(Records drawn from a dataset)

//! Field validation and normalization for RSVP submissions.
//!
//! [`validate`] runs the checks in a fixed order and stops at the first
//! failure, so a guest always sees the most basic problem first.

use std::sync::LazyLock;

use regex::Regex;

use crate::{
  Error, Result,
  record::{Attendance, CandidateRsvp, Field, NewRsvp},
};

/// Optional `+`, then digit groups of 1–3, 1–4, 1–4 and 1–9, each optionally
/// preceded by `-`, `.` or whitespace.
static PHONE_PATTERN: LazyLock<Regex> = LazyLock::new(|| {
  Regex::new(r"^\+?[0-9]{1,3}[-.\s]?[0-9]{1,4}[-.\s]?[0-9]{1,4}[-.\s]?[0-9]{1,9}$")
    .expect("Invalid regex pattern for phone number")
});

/// Longest accepted identity number.
pub const MAX_IDENTITY_DIGITS: usize = 8;

pub fn is_valid_phone(raw: &str) -> bool { PHONE_PATTERN.is_match(raw) }

/// 1 to [`MAX_IDENTITY_DIGITS`] ASCII digits, nothing else.
pub fn is_valid_identity(raw: &str) -> bool {
  (1..=MAX_IDENTITY_DIGITS).contains(&raw.len())
    && raw.bytes().all(|b| b.is_ascii_digit())
}

/// Strip everything that is not an ASCII digit. Idempotent.
pub fn digits_only(raw: &str) -> String {
  raw.chars().filter(char::is_ascii_digit).collect()
}

/// Check a raw submission and turn it into a normalized [`NewRsvp`].
///
/// Surrounding whitespace is ignored on every field. Contact details are
/// still format-checked when a non-attending guest supplies them, but they
/// are not kept: a declined RSVP is stored without phone or identity number.
pub fn validate(candidate: &CandidateRsvp) -> Result<NewRsvp> {
  let first_name = candidate.first_name.trim();
  let last_name = candidate.last_name.trim();
  let phone = candidate.phone.trim();
  let identity = candidate.identity_number.trim();
  let attending_raw = candidate.attending.trim();

  if first_name.is_empty() {
    return Err(Error::MissingRequiredField(Field::FirstName));
  }
  if last_name.is_empty() {
    return Err(Error::MissingRequiredField(Field::LastName));
  }
  // An answer that is neither yes nor no counts as no answer at all.
  let attending = Attendance::parse(attending_raw)
    .ok_or(Error::MissingRequiredField(Field::Attending))?;

  if attending.is_attending() && (phone.is_empty() || identity.is_empty()) {
    return Err(Error::MissingContactInfo);
  }
  if !phone.is_empty() && !is_valid_phone(phone) {
    return Err(Error::InvalidPhoneFormat);
  }
  if !identity.is_empty() && !is_valid_identity(identity) {
    return Err(Error::InvalidIdentityFormat);
  }

  let (phone, identity_number) = if attending.is_attending() {
    (Some(digits_only(phone)), Some(digits_only(identity)))
  } else {
    (None, None)
  };

  Ok(NewRsvp {
    first_name: first_name.to_owned(),
    last_name: last_name.to_owned(),
    phone,
    identity_number,
    attending,
  })
}
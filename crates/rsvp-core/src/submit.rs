//! The submission path: validate, check for a duplicate, persist.

use std::sync::Arc;

use tracing::{info, warn};

use crate::{
  Error, Result,
  record::{CandidateRsvp, RsvpRecord},
  store::RecordStore,
  validate::validate,
};

/// Validates RSVP submissions and writes them to a [`RecordStore`].
pub struct Submitter<S> {
  store: Arc<S>,
}

impl<S> Clone for Submitter<S> {
  fn clone(&self) -> Self { Self { store: Arc::clone(&self.store) } }
}

impl<S: RecordStore> Submitter<S> {
  pub fn new(store: Arc<S>) -> Self { Self { store } }

  /// Submit one RSVP.
  ///
  /// Performs at most one lookup followed by at most one insert, and touches
  /// the store not at all if the store is unconfigured or the candidate is
  /// invalid. The lookup is a fast path; a backend that enforces uniqueness
  /// itself closes the window between lookup and insert.
  pub async fn submit(&self, candidate: CandidateRsvp) -> Result<RsvpRecord> {
    if !self.store.configured() {
      warn!("rsvp rejected: record store is not configured");
      return Err(Error::StoreUnavailable);
    }

    let input = validate(&candidate).inspect_err(|e| {
      warn!(kind = ?e.kind(), "rsvp rejected: {e}");
    })?;

    if let Some(identity) = input.identity_number.as_deref() {
      let existing = self
        .store
        .find_by_identity(identity)
        .await
        .map_err(Error::write)?;
      if let Some(existing) = existing {
        warn!(existing_id = %existing.id, "rsvp rejected: duplicate identity number");
        return Err(Error::DuplicateIdentity);
      }
    }

    let record = self.store.create(input).await.map_err(Error::write)?;
    info!(id = %record.id, attending = %record.attending, "rsvp recorded");
    Ok(record)
  }
}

WHAT YOU NEED TO DO: Show all lines from the records above where the word "them" occurs.

RESPONSE FOR THIS EXERCISE:
/// still format-checked when a non-attending guest supplies them, but they
/// Validates RSVP submissions and writes them to a [`RecordStore`].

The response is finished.